For about a decade, I have been arguing that the heart of democracy is deliberation plus collaboration–talking, listening, and working together. I have put my position in slogan form: deliberation without collaboration is empty, but collaboration without deliberation is blind.

I am increasingly aware that a third term ought to be added–for theoretical reasons and also because it is explicit and important in the work of practitioners whom I respect. The term is “relationships,” but I would narrow it to specifically civic relationships.

Participants in politics and civic life frequently say that they prize relationships with other participants. Civic relationships generate power, they build communities, they reflect values and principles, and they are intrinsically rewarding.

In 2001, Doble Research Associates conducted focus groups for the Kettering Foundation on the topic of testing and accountability in schools.

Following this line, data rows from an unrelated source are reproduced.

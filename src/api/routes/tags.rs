//! Tag routes

use actix_web::{HttpResponse, web};
use serde::{Deserialize, Serialize};

use super::blocking;
use crate::api::error::{ApiResult, MessageResponse};
use crate::manager::RepositoryManager;

/// Body of `POST {prefix}/<repo>/tags`
///
/// A non-empty `message` makes an annotated tag. Without `commit_hash` the
/// tag points at HEAD.
#[derive(Debug, Deserialize, Serialize)]
pub struct CreateTagRequest {
    pub tag_name: String,
    #[serde(default)]
    pub commit_hash: Option<String>,
    #[serde(default)]
    pub message: Option<String>,
    #[serde(default)]
    pub tagger: Option<String>,
}

pub async fn create_tag(
    manager: web::Data<RepositoryManager>,
    repo_name: String,
    request: CreateTagRequest,
) -> ApiResult<HttpResponse> {
    let tag = blocking(manager, move |m| {
        m.create_tag(
            &repo_name,
            &request.tag_name,
            request.commit_hash.as_deref(),
            request.message.as_deref(),
            request.tagger.as_deref(),
        )
    })
    .await?;

    Ok(HttpResponse::Created().json(tag))
}

pub async fn list_tags(manager: web::Data<RepositoryManager>, repo_name: String) -> ApiResult<HttpResponse> {
    let tags = blocking(manager, move |m| m.list_tags(&repo_name)).await?;
    Ok(HttpResponse::Ok().json(tags))
}

pub async fn get_tag(
    manager: web::Data<RepositoryManager>,
    repo_name: String,
    tag_name: String,
) -> ApiResult<HttpResponse> {
    let tag = blocking(manager, move |m| m.get_tag(&repo_name, &tag_name)).await?;
    Ok(HttpResponse::Ok().json(tag))
}

pub async fn delete_tag(
    manager: web::Data<RepositoryManager>,
    repo_name: String,
    tag_name: String,
) -> ApiResult<HttpResponse> {
    blocking(manager, move |m| m.delete_tag(&repo_name, &tag_name)).await?;
    Ok(HttpResponse::Ok().json(MessageResponse::new("Tag deleted successfully")))
}
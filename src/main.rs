use std::io;
use std::path::PathBuf;
use std::time::Duration;

use actix_web::middleware::Logger;
use actix_web::{App, HttpServer, middleware, web};
use clap::Parser;
use kura::Config;
use kura::api::PipelineConfig;
use kura::config::{DEFAULT_GIT_PREFIX, DEFAULT_REPOS_PATH, DEFAULT_URL_PREFIX};
use kura::manager::RepositoryManager;
use log::info;

#[derive(Parser)]
struct Args {
    /// Directory holding repositories and groups
    #[arg(long, default_value = DEFAULT_REPOS_PATH)]
    repos_path: PathBuf,

    /// Mount point of the repository management API
    #[arg(long, default_value = DEFAULT_URL_PREFIX)]
    url_prefix: String,

    /// Mount point of the Git Smart HTTP transport
    #[arg(long, default_value = DEFAULT_GIT_PREFIX)]
    git_prefix: String,

    /// Client request timeout in seconds
    #[arg(long, default_value = "600")]
    request_timeout: u64,

    /// Client disconnect timeout in seconds
    #[arg(long, default_value = "60")]
    disconnect_timeout: u64,

    /// Keep alive timeout in seconds
    #[arg(long, default_value = "120")]
    keep_alive: u64,

    /// Number of worker threads
    #[arg(long, default_value = "1")]
    workers: usize,

    /// Server hostname
    #[arg(long, default_value = "localhost")]
    hostname: String,

    /// Bind address
    #[arg(long, default_value = "0.0.0.0:5000")]
    bind: String,
}

impl Args {
    fn config(&self) -> io::Result<Config> {
        let config = Config::new(&self.repos_path)
            .with_url_prefix(&self.url_prefix)
            .with_git_prefix(&self.git_prefix);

        if config.git_prefix.is_empty() {
            return Err(io::Error::new(io::ErrorKind::InvalidInput, "--git-prefix must not be empty"));
        }
        if config.git_prefix == config.url_prefix {
            return Err(io::Error::new(
                io::ErrorKind::InvalidInput,
                "--git-prefix and --url-prefix must differ",
            ));
        }

        Ok(config)
    }
}

#[actix_web::main]
async fn main() -> io::Result<()> {
    env_logger::Builder::from_default_env()
        .filter_level(log::LevelFilter::Info)
        .init();

    let args = Args::parse();
    let config = args.config()?;

    std::fs::create_dir_all(&config.repos_path)?;
    info!(
        "Serving repositories from {} (api: {}, git: {})",
        config.repos_path.display(),
        config.url_prefix,
        config.git_prefix
    );

    let manager = web::Data::new(RepositoryManager::new(&config.repos_path));
    let pipelines = web::Data::new(PipelineConfig::builder().build());

    HttpServer::new(move || {
        App::new()
            .wrap(Logger::new(r#"%a "%r" %s %b %T"#))
            .wrap(middleware::NormalizePath::trim())
            .app_data(manager.clone())
            .app_data(pipelines.clone())
            .configure(kura::configure(&config))
    })
    .client_request_timeout(Duration::from_secs(args.request_timeout))
    .client_disconnect_timeout(Duration::from_secs(args.disconnect_timeout))
    .keep_alive(Duration::from_secs(args.keep_alive))
    .server_hostname(&args.hostname)
    .workers(args.workers)
    .bind(&args.bind)?
    .run()
    .await
}
//! Wildcard routes and late classification of request paths
//!
//! The route table only sees `{prefix}/{name:.*}`. Whether the captured
//! path is a repository, a group or one of a repository's tags is decided
//! here against the live store, after which the request runs through the
//! pipeline of the matching [`Operation`].

use actix_web::{HttpMessage, HttpRequest, HttpResponse, ResponseError, delete, get, post, web};
use log::debug;

use crate::api::error::ApiError;
use crate::api::pipeline::{Invocation, Operation, PipelineConfig};
use crate::api::routes::{self, CreateTagRequest};
use crate::manager::RepositoryManager;
use crate::namespace::{ResolvedRequest, resolve};

/// `GET {prefix}/{name}`: get repository, get group, list tags, get tag
#[get("/{name:.*}")]
pub async fn get_resource(
    req: HttpRequest,
    path: web::Path<String>,
    manager: web::Data<RepositoryManager>,
    pipelines: web::Data<PipelineConfig>,
) -> HttpResponse {
    dispatch(req, &path.into_inner(), None, manager, pipelines).await
}

/// `POST {prefix}/{name}/tags`: create tag
#[post("/{name:.*}")]
pub async fn post_resource(
    req: HttpRequest,
    path: web::Path<String>,
    body: web::Bytes,
    manager: web::Data<RepositoryManager>,
    pipelines: web::Data<PipelineConfig>,
) -> HttpResponse {
    dispatch(req, &path.into_inner(), Some(body), manager, pipelines).await
}

/// `DELETE {prefix}/{name}`: delete repository, group or tag
#[delete("/{name:.*}")]
pub async fn delete_resource(
    req: HttpRequest,
    path: web::Path<String>,
    manager: web::Data<RepositoryManager>,
    pipelines: web::Data<PipelineConfig>,
) -> HttpResponse {
    dispatch(req, &path.into_inner(), None, manager, pipelines).await
}

async fn dispatch(
    req: HttpRequest,
    path: &str,
    body: Option<web::Bytes>,
    manager: web::Data<RepositoryManager>,
    pipelines: web::Data<PipelineConfig>,
) -> HttpResponse {
    let resolved = match resolve(path, manager.get_ref()) {
        Ok(Some(resolved)) => resolved,
        Ok(None) => {
            debug!("{} {path:?} did not resolve", req.method());
            return ApiError::NotFound.error_response();
        }
        Err(e) => return ApiError::from(e).error_response(),
    };

    let Some(operation) = Operation::for_request(req.method(), resolved.kind()) else {
        debug!("{} not served on {} {:?}", req.method(), resolved.kind(), resolved.name());
        return ApiError::NotFound.error_response();
    };

    req.extensions_mut().insert(resolved.clone());
    let invocation = Invocation::new(operation, Some(resolved.clone()));

    pipelines
        .run(&req, &invocation, move || async move {
            match run_operation(operation, resolved, body, manager).await {
                Ok(response) => response,
                Err(e) => e.error_response(),
            }
        })
        .await
}

async fn run_operation(
    operation: Operation,
    resolved: ResolvedRequest,
    body: Option<web::Bytes>,
    manager: web::Data<RepositoryManager>,
) -> Result<HttpResponse, ApiError> {
    let name = resolved.name().to_string();
    let tag = resolved.tag().unwrap_or_default().to_string();

    match operation {
        Operation::GetRepository => routes::get_repository(manager, name).await,
        Operation::DeleteRepository => routes::delete_repository(manager, name).await,
        Operation::GetGroup => routes::get_group(manager, name).await,
        Operation::DeleteGroup => routes::delete_group(manager, name).await,
        Operation::ListTags => routes::list_tags(manager, name).await,
        Operation::GetTag => routes::get_tag(manager, name, tag).await,
        Operation::DeleteTag => routes::delete_tag(manager, name, tag).await,
        Operation::CreateTag => {
            let request: CreateTagRequest = routes::parse_body(body.as_deref().unwrap_or_default())?;
            routes::create_tag(manager, name, request).await
        }
        Operation::CreateRepository
        | Operation::ListRepositories
        | Operation::CreateGroup
        | Operation::ListGroups => Err(ApiError::NotFound),
    }
}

That year, the No Child Left Behind Act codified the national movement toward regular measurement of students and schools and promised parents choices if their schools were deemed to have failed. In short, the relationship between a public institution (the school) and its citizens was defined in terms of information and consumer choice. But in the Doble focus groups, parents were highly resistant to the idea that testing would improve education. For one thing, they wanted to hold other parties accountable, starting with themselves. A Baltimore woman said, “If kids don’t pass the test, is that supposed to mean that teachers are doing a lousy job? That’s not right. I mean where does the support come from? You’re pointing the finger at them when you should be supporting them.” Another (or possibly the same) Baltimore woman explained, “When I think about accountability, I think about parents taking responsibility for supervising their children’s learning and staying in touch with teachers.” This respondent not only wanted to broaden responsibility but also saw it in terms of two-way communication.

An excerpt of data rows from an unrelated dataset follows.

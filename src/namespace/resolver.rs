//! Classification of wildcard paths into repositories, groups and tags.
//!
//! Repository names, group names and the tag sub-namespace share a single URL
//! space below the API prefix:
//!
//! | Path                         | Kind            | Name       | Tag              |
//! | ---------------------------- | --------------- | ---------- | ---------------- |
//! | `/org/app`                   | `Repository`    | `org/app`  |                  |
//! | `/org`                       | `Group`         | `org`      |                  |
//! | `/org/app/tags`              | `TagCollection` | `org/app`  |                  |
//! | `/org/app/tags/release/v1.0` | `TagItem`       | `org/app`  | `release/v1.0`   |
//!
//! The first complete `tags` segment always starts the tag sub-namespace, so a
//! repository whose name contains a real `tags` segment (`org/tags/thing`)
//! cannot be addressed directly. There is no escape syntax.

use std::fmt;

use crate::namespace::{SEPARATOR, is_valid_name};

/// Segment that switches from the repository namespace to its tags.
pub const TAGS_MARKER: &str = "/tags";

#[derive(Debug, Clone, Copy, PartialEq, Eq, Hash)]
pub enum ResourceKind {
    Repository,
    Group,
    TagCollection,
    TagItem,
}

impl fmt::Display for ResourceKind {
    fn fmt(&self, f: &mut fmt::Formatter<'_>) -> fmt::Result {
        let s = match self {
            ResourceKind::Repository => "repository",
            ResourceKind::Group => "group",
            ResourceKind::TagCollection => "tag collection",
            ResourceKind::TagItem => "tag",
        };
        f.write_str(s)
    }
}

/// Outcome of a successful resolution. `tag` is set only for
/// [`ResourceKind::TagItem`].
#[derive(Debug, Clone, PartialEq, Eq)]
pub struct ResolvedRequest {
    kind: ResourceKind,
    name: String,
    tag: Option<String>,
}

impl ResolvedRequest {
    pub fn repository(name: impl Into<String>) -> Self {
        Self::without_tag(ResourceKind::Repository, name)
    }

    pub fn group(name: impl Into<String>) -> Self {
        Self::without_tag(ResourceKind::Group, name)
    }

    pub fn tag_collection(name: impl Into<String>) -> Self {
        Self::without_tag(ResourceKind::TagCollection, name)
    }

    pub fn tag_item(name: impl Into<String>, tag: impl Into<String>) -> Self {
        Self {
            kind: ResourceKind::TagItem,
            name: name.into(),
            tag: Some(tag.into()),
        }
    }

    fn without_tag(kind: ResourceKind, name: impl Into<String>) -> Self {
        Self {
            kind,
            name: name.into(),
            tag: None,
        }
    }

    pub fn kind(&self) -> ResourceKind {
        self.kind
    }

    /// Repository or group name the path addresses.
    pub fn name(&self) -> &str {
        &self.name
    }

    pub fn tag(&self) -> Option<&str> {
        self.tag.as_deref()
    }
}

/// Read-only view of the store used to tell repositories from groups.
///
/// Implementations must be side-effect free. At most one of `is_repository`
/// and `is_group` is expected to hold for a name; if both do, the resolver
/// picks the repository.
pub trait ExistenceOracle {
    type Error;

    fn is_repository(&self, name: &str) -> bool;

    fn is_group(&self, name: &str) -> bool;

    /// Like `is_repository`, but distinguishes "absent" from a failure to
    /// look.
    fn repository_exists(&self, name: &str) -> Result<bool, Self::Error>;
}

/// Byte offset of the first `/tags` occurrence that forms a whole segment,
/// i.e. is followed by the end of the path or by a separator.
pub fn find_tags_marker(path: &str) -> Option<usize> {
    let mut offset = 0;

    while let Some(found) = path[offset..].find(TAGS_MARKER) {
        let start = offset + found;
        let end = start + TAGS_MARKER.len();

        if end == path.len() || path[end..].starts_with(SEPARATOR) {
            return Some(start);
        }

        offset = end;
    }

    None
}

/// Resolves a wildcard path against the store.
///
/// `Ok(None)` means the path addresses nothing: the name is malformed, does
/// not exist, or the tag sub-path is malformed. Callers report all of these
/// the same way. `Err` only carries store failures from
/// [`ExistenceOracle::repository_exists`].
pub fn resolve<O>(raw_path: &str, oracle: &O) -> Result<Option<ResolvedRequest>, O::Error>
where
    O: ExistenceOracle + ?Sized,
{
    let path = raw_path.strip_prefix(SEPARATOR).unwrap_or(raw_path);
    if path.is_empty() {
        return Ok(None);
    }

    let Some(marker) = find_tags_marker(path) else {
        if !is_valid_name(path) {
            return Ok(None);
        }

        if oracle.is_repository(path) {
            return Ok(Some(ResolvedRequest::repository(path)));
        }

        if oracle.is_group(path) {
            return Ok(Some(ResolvedRequest::group(path)));
        }

        return Ok(None);
    };

    let name = &path[..marker];
    let name = name.strip_suffix(SEPARATOR).unwrap_or(name);
    if name.is_empty() || !is_valid_name(name) {
        return Ok(None);
    }

    // Tags hang off repositories only.
    if !oracle.repository_exists(name)? {
        return Ok(None);
    }

    let rest = &path[marker + TAGS_MARKER.len()..];
    if rest.is_empty() {
        return Ok(Some(ResolvedRequest::tag_collection(name)));
    }

    let Some(tag) = rest.strip_prefix(SEPARATOR) else {
        return Ok(None);
    };

    if tag.is_empty() {
        return Ok(None);
    }

    Ok(Some(ResolvedRequest::tag_item(name, tag)))
}
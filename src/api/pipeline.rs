//! Per-operation pre-processing pipelines
//!
//! Each of the twelve API operations owns an ordered list of [`Step`]s that
//! run before its terminal handler. Any step may answer the request itself,
//! in which case later steps and the handler are skipped. The configuration
//! is assembled once with [`PipelineConfigBuilder`] and is read-only after
//! [`PipelineConfigBuilder::build`].

use std::fmt;
use std::future::Future;
use std::sync::Arc;

use actix_web::http::Method;
use actix_web::{HttpRequest, HttpResponse};
use async_trait::async_trait;
use log::debug;

use crate::namespace::{ResolvedRequest, ResourceKind};

#[derive(Debug, Clone, Copy, PartialEq, Eq, Hash)]
pub enum Operation {
    CreateRepository,
    ListRepositories,
    GetRepository,
    DeleteRepository,
    CreateTag,
    ListTags,
    GetTag,
    DeleteTag,
    CreateGroup,
    ListGroups,
    GetGroup,
    DeleteGroup,
}

const OPERATION_COUNT: usize = 12;

impl Operation {
    pub const ALL: [Operation; OPERATION_COUNT] = [
        Operation::CreateRepository,
        Operation::ListRepositories,
        Operation::GetRepository,
        Operation::DeleteRepository,
        Operation::CreateTag,
        Operation::ListTags,
        Operation::GetTag,
        Operation::DeleteTag,
        Operation::CreateGroup,
        Operation::ListGroups,
        Operation::GetGroup,
        Operation::DeleteGroup,
    ];

    fn index(self) -> usize {
        self as usize
    }

    /// Operation served by a wildcard request with the given verb on a
    /// resolved path, if any.
    pub fn for_request(method: &Method, kind: ResourceKind) -> Option<Self> {
        let operation = match (method.as_str(), kind) {
            ("GET", ResourceKind::Repository) => Operation::GetRepository,
            ("GET", ResourceKind::Group) => Operation::GetGroup,
            ("GET", ResourceKind::TagCollection) => Operation::ListTags,
            ("GET", ResourceKind::TagItem) => Operation::GetTag,
            ("POST", ResourceKind::TagCollection) => Operation::CreateTag,
            ("DELETE", ResourceKind::Repository) => Operation::DeleteRepository,
            ("DELETE", ResourceKind::Group) => Operation::DeleteGroup,
            ("DELETE", ResourceKind::TagItem) => Operation::DeleteTag,
            _ => return None,
        };

        Some(operation)
    }

    pub fn as_str(self) -> &'static str {
        match self {
            Operation::CreateRepository => "create_repository",
            Operation::ListRepositories => "list_repositories",
            Operation::GetRepository => "get_repository",
            Operation::DeleteRepository => "delete_repository",
            Operation::CreateTag => "create_tag",
            Operation::ListTags => "list_tags",
            Operation::GetTag => "get_tag",
            Operation::DeleteTag => "delete_tag",
            Operation::CreateGroup => "create_group",
            Operation::ListGroups => "list_groups",
            Operation::GetGroup => "get_group",
            Operation::DeleteGroup => "delete_group",
        }
    }
}

impl fmt::Display for Operation {
    fn fmt(&self, f: &mut fmt::Formatter<'_>) -> fmt::Result {
        f.write_str(self.as_str())
    }
}

/// What a pipeline is about to do. `resolved` is absent for the operations
/// served on the API root (create, list).
#[derive(Debug, Clone)]
pub struct Invocation {
    operation: Operation,
    resolved: Option<ResolvedRequest>,
}

impl Invocation {
    pub fn new(operation: Operation, resolved: Option<ResolvedRequest>) -> Self {
        Self { operation, resolved }
    }

    pub fn operation(&self) -> Operation {
        self.operation
    }

    pub fn resolved(&self) -> Option<&ResolvedRequest> {
        self.resolved.as_ref()
    }
}

/// Result of a pre-processing step
pub enum Flow {
    Continue,
    Respond(HttpResponse),
}

#[async_trait(?Send)]
pub trait Step: Send + Sync + 'static {
    async fn call(&self, req: &HttpRequest, invocation: &Invocation) -> Flow;
}

struct FnStep<F>(F);

#[async_trait(?Send)]
impl<F> Step for FnStep<F>
where
    F: Fn(&HttpRequest, &Invocation) -> Flow + Send + Sync + 'static,
{
    async fn call(&self, req: &HttpRequest, invocation: &Invocation) -> Flow {
        (self.0)(req, invocation)
    }
}

/// Turns a synchronous closure into a [`Step`].
pub fn from_fn<F>(f: F) -> impl Step
where
    F: Fn(&HttpRequest, &Invocation) -> Flow + Send + Sync + 'static,
{
    FnStep(f)
}

type Steps = [Vec<Arc<dyn Step>>; OPERATION_COUNT];

/// Collects steps before serving starts.
#[derive(Default)]
pub struct PipelineConfigBuilder {
    steps: Steps,
}

impl PipelineConfigBuilder {
    pub fn new() -> Self {
        Self::default()
    }

    /// Appends a step to every operation.
    pub fn use_all(mut self, step: impl Step) -> Self {
        let step: Arc<dyn Step> = Arc::new(step);
        for steps in self.steps.iter_mut() {
            steps.push(Arc::clone(&step));
        }
        self
    }

    /// Appends a step to a single operation.
    pub fn add(mut self, operation: Operation, step: impl Step) -> Self {
        self.steps[operation.index()].push(Arc::new(step));
        self
    }

    pub fn build(self) -> PipelineConfig {
        PipelineConfig { steps: self.steps }
    }
}

/// Sealed step configuration shared by all workers.
#[derive(Default)]
pub struct PipelineConfig {
    steps: Steps,
}

impl PipelineConfig {
    pub fn builder() -> PipelineConfigBuilder {
        PipelineConfigBuilder::new()
    }

    pub fn steps(&self, operation: Operation) -> &[Arc<dyn Step>] {
        &self.steps[operation.index()]
    }

    /// Runs the operation's steps in order, then `terminal` unless a step
    /// answered first.
    pub async fn run<F, Fut>(&self, req: &HttpRequest, invocation: &Invocation, terminal: F) -> HttpResponse
    where
        F: FnOnce() -> Fut,
        Fut: Future<Output = HttpResponse>,
    {
        for (position, step) in self.steps(invocation.operation()).iter().enumerate() {
            if let Flow::Respond(response) = step.call(req, invocation).await {
                debug!(
                    "{} answered by step {position} with {}",
                    invocation.operation(),
                    response.status()
                );
                return response;
            }
        }

        terminal().await
    }
}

Many participants wanted to know whether schools, parents, and students had the right values. They doubted that data would answer that question. And although the Doble report doesn’t quite say this, I suspect they envisioned knowing individuals personally as the best way to assess their values. The focus groups turned to a discussion of relationships:

First woman: People don’t know people in their communities any more.
Second woman: That’s right. I was raised in an area where you knew everyone. That’s just the way it was. But you don’t know your neighbors anymore.
Third woman: I have neighbors that lived next door to me for nine years and they don’t even wave or talk to anybody in the neighborhood.

And so on—the conversation continued in this vein. Note that this was supposed to be a focus group about accountability in education. One Atlanta woman summed it up: “What we’ve got to do is develop a stronger sense of community between the schools and families in the community.” I suspect that she envisioned a situation in which school staff and parents knew one another, shared fundamental values, and committed to support one another.

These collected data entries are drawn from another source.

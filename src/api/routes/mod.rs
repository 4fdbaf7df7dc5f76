//! Terminal handlers for the repository management API
//!
//! - [`repos`] - repository operations and the API root (create, list)
//! - [`groups`] - group operations
//! - [`tags`] - tag operations on a repository
//!
//! Handlers reached through the wildcard routes are plain async functions
//! called by [`crate::api::dispatch`] with the names taken from the
//! resolved path. Store calls run on the blocking thread pool.

pub mod groups;
pub mod repos;
pub mod tags;


use actix_web::web;
use serde::de::DeserializeOwned;

pub use groups::*;
pub use repos::*;
pub use tags::*;

use crate::api::error::{ApiError, ApiResult};
use crate::manager::{ManagerResult, RepositoryManager};

/// Runs a store operation off the async executor.
pub(crate) async fn blocking<T, F>(manager: web::Data<RepositoryManager>, f: F) -> ApiResult<T>
where
    F: FnOnce(&RepositoryManager) -> ManagerResult<T> + Send + 'static,
    T: Send + 'static,
{
    web::block(move || f(manager.get_ref()))
        .await
        .map_err(|e| ApiError::InternalError(e.to_string()))?
        .map_err(ApiError::from)
}

/// Decodes a JSON request body captured by a wildcard route.
pub(crate) fn parse_body<T: DeserializeOwned>(body: &[u8]) -> ApiResult<T> {
    serde_json::from_slice(body).map_err(|e| ApiError::BadRequest(format!("invalid request body: {e}")))
}
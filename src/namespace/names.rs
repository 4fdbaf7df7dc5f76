use std::sync::LazyLock;

use regex_lite::Regex;
use thiserror::Error;

/// Separator between the segments of a hierarchical name.
pub const SEPARATOR: char = '/';

#[derive(Error, Debug, PartialEq, Eq)]
pub enum NameError {
    #[error("name cannot be empty")]
    Empty,
    #[error("name must not contain '.' or '..' segments")]
    RelativeSegment,
    #[error("name must not contain backslashes")]
    Backslash,
    #[error("name must not start or end with '{SEPARATOR}'")]
    LeadingOrTrailingSeparator,
    #[error("name must not contain empty segments")]
    EmptySegment,
    #[error("name contains invalid character {0:?}: must contain only alphanumeric characters, dashes, underscores, and dots")]
    InvalidCharacter(char),
}

static SEGMENT_RE: LazyLock<Regex> = LazyLock::new(|| {
    #[allow(clippy::unwrap_used)]
    Regex::new(r"^[A-Za-z0-9._-]+$").unwrap()
});

/// Ensures the name is usable as a repository or group name. Names address
/// directories below the managed root, so anything that could walk out of it
/// is rejected. If the name does not pass validation, an error describing the
/// first violated rule is returned.
///
/// Effectively, the name should comply with the following grammar, with the
/// segments `.` and `..` excluded:
///
/// ```text
/// segment := /[A-Za-z0-9._-]+/
/// name := segment ['/' segment]*
/// ```
pub fn validate_name(name: &str) -> Result<(), NameError> {
    if name.is_empty() {
        return Err(NameError::Empty);
    }

    if name == "." || name == ".." {
        return Err(NameError::RelativeSegment);
    }

    if name.contains('\\') {
        return Err(NameError::Backslash);
    }

    if name.starts_with(SEPARATOR) || name.ends_with(SEPARATOR) {
        return Err(NameError::LeadingOrTrailingSeparator);
    }

    for segment in name.split(SEPARATOR) {
        if segment.is_empty() {
            return Err(NameError::EmptySegment);
        }

        if segment == "." || segment == ".." {
            return Err(NameError::RelativeSegment);
        }

        if !SEGMENT_RE.is_match(segment) {
            let ch = segment
                .chars()
                .find(|c| !(c.is_ascii_alphanumeric() || matches!(c, '.' | '_' | '-')))
                .unwrap_or(SEPARATOR);
            return Err(NameError::InvalidCharacter(ch));
        }
    }

    Ok(())
}

/// Predicate form of [`validate_name`].
pub fn is_valid_name(name: &str) -> bool {
    validate_name(name).is_ok()
}

#[cfg(test)]
mod tests {
    use super::*;

    #[test]
    fn test_valid_single_segment_names() {
        let valid_names = vec!["myrepo", "my-repo", "my_repo", "my.repo", "repo123", "A", "x.git.bak"];

        for name in valid_names {
            assert!(is_valid_name(name), "Name '{name}' should be valid");
        }
    }

    #[test]
    fn test_valid_multi_segment_names() {
        let valid_names = vec![
            "username/repo",
            "group/project/repo",
            "org/team/project/repo",
            "org/tagsteam/repo",
            "org/tags/thing",
            "a/.hidden/b",
        ];

        for name in valid_names {
            assert!(is_valid_name(name), "Name '{name}' should be valid");
        }
    }

    #[test]
    fn test_relative_segments_rejected_at_any_depth() {
        let names = vec![".", "..", "../repo", "user/../repo", "a/../b", "user/..", "user/./repo", "./a"];

        for name in names {
            let result = validate_name(name);
            assert_eq!(
                result,
                Err(NameError::RelativeSegment),
                "Name '{name}' should fail with RelativeSegment, got {result:?}"
            );
        }
    }

    #[test]
    fn test_separator_placement() {
        assert_eq!(validate_name("/repo"), Err(NameError::LeadingOrTrailingSeparator));
        assert_eq!(validate_name("repo/"), Err(NameError::LeadingOrTrailingSeparator));
        assert_eq!(validate_name("/"), Err(NameError::LeadingOrTrailingSeparator));
        assert_eq!(validate_name("user//repo"), Err(NameError::EmptySegment));
        assert_eq!(validate_name("user\\repo"), Err(NameError::Backslash));
        assert_eq!(validate_name(""), Err(NameError::Empty));
    }

    #[test]
    fn test_invalid_characters() {
        let cases = vec![
            ("my repo", ' '),
            ("user@repo", '@'),
            ("repo#1", '#'),
            ("repo&test", '&'),
            ("org/te$m/repo", '$'),
            ("caf\u{e9}", '\u{e9}'),
        ];

        for (name, ch) in cases {
            assert_eq!(
                validate_name(name),
                Err(NameError::InvalidCharacter(ch)),
                "Name '{name}' should be rejected for {ch:?}"
            );
        }
    }

    #[test]
    fn test_predicate_agrees_with_validation() {
        let inputs = vec!["ok/name", "bad name", "a//b", "..", "x/y/z", "trailing/"];

        for input in inputs {
            assert_eq!(is_valid_name(input), validate_name(input).is_ok(), "Mismatch for '{input}'");
        }
    }
}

Similar results emerged from focus groups conducted ten years later, after American parents had gained access to a deluge of new data on test scores and school spending. According to the Public Agenda Foundation summary, “Typically, people know almost nothing about specific [accountability] measures, and they rarely see them as clear-cut evidence of effectiveness. For most people, the best evidence that a system is working is its responsiveness and the personal interactions they have with it. “You can’t even get a human being on the phone” is perhaps the chief indicator of failure.

Implicitly, these citizens understand the concept of “social capital.” In fact, when the Harvard political scientist Robert Putnam revived that technical term in his scholarly article entitled “Bowling Alone” (1995), he hit such a chord with the public that he was featured in People Magazine. Depending on one’s theoretical framework, social capital can be understood as a public good or resource that people produce by engaging civically, as a measure of their engagement, or as a precondition of active citizenship. In any case, it means the strength, distribution, and quality of relationships in a community. Thus, in the book version of Bowling Alone, Putnam defines social capital thus:

Whereas physical capital refers to physical objects and human capital refers to properties of individuals [such as their own skills], social capital refers to connections among individuals—social networks and the norms of reciprocity and trustworthiness that arise from them. In that sense social capital is closely related to what some have called ‘civic virtue.’ The difference is that ‘social capital’ calls attention to the fact that civic virtue is most powerful when embedded in a dense network of reciprocal social relations.”

Before Putnam, the most influential scholar of social capital had been James S. Coleman, who had found that young people benefited tangibly from “the social relationships that exist among parents,” the structure of those relationships, and “the parents’ relations with institutions of the community” (Coleman, “Social Capital in the Creation of Human Capital,” 1988). If social capital predicts important outcomes, such as success in school, then enhancing relationships becomes a promising strategy. In keeping with the work of Coleman and Putnam, many grassroots organizing groups now explicitly aim to reform education by strengthening relationships that involve educators, parents, and students themselves.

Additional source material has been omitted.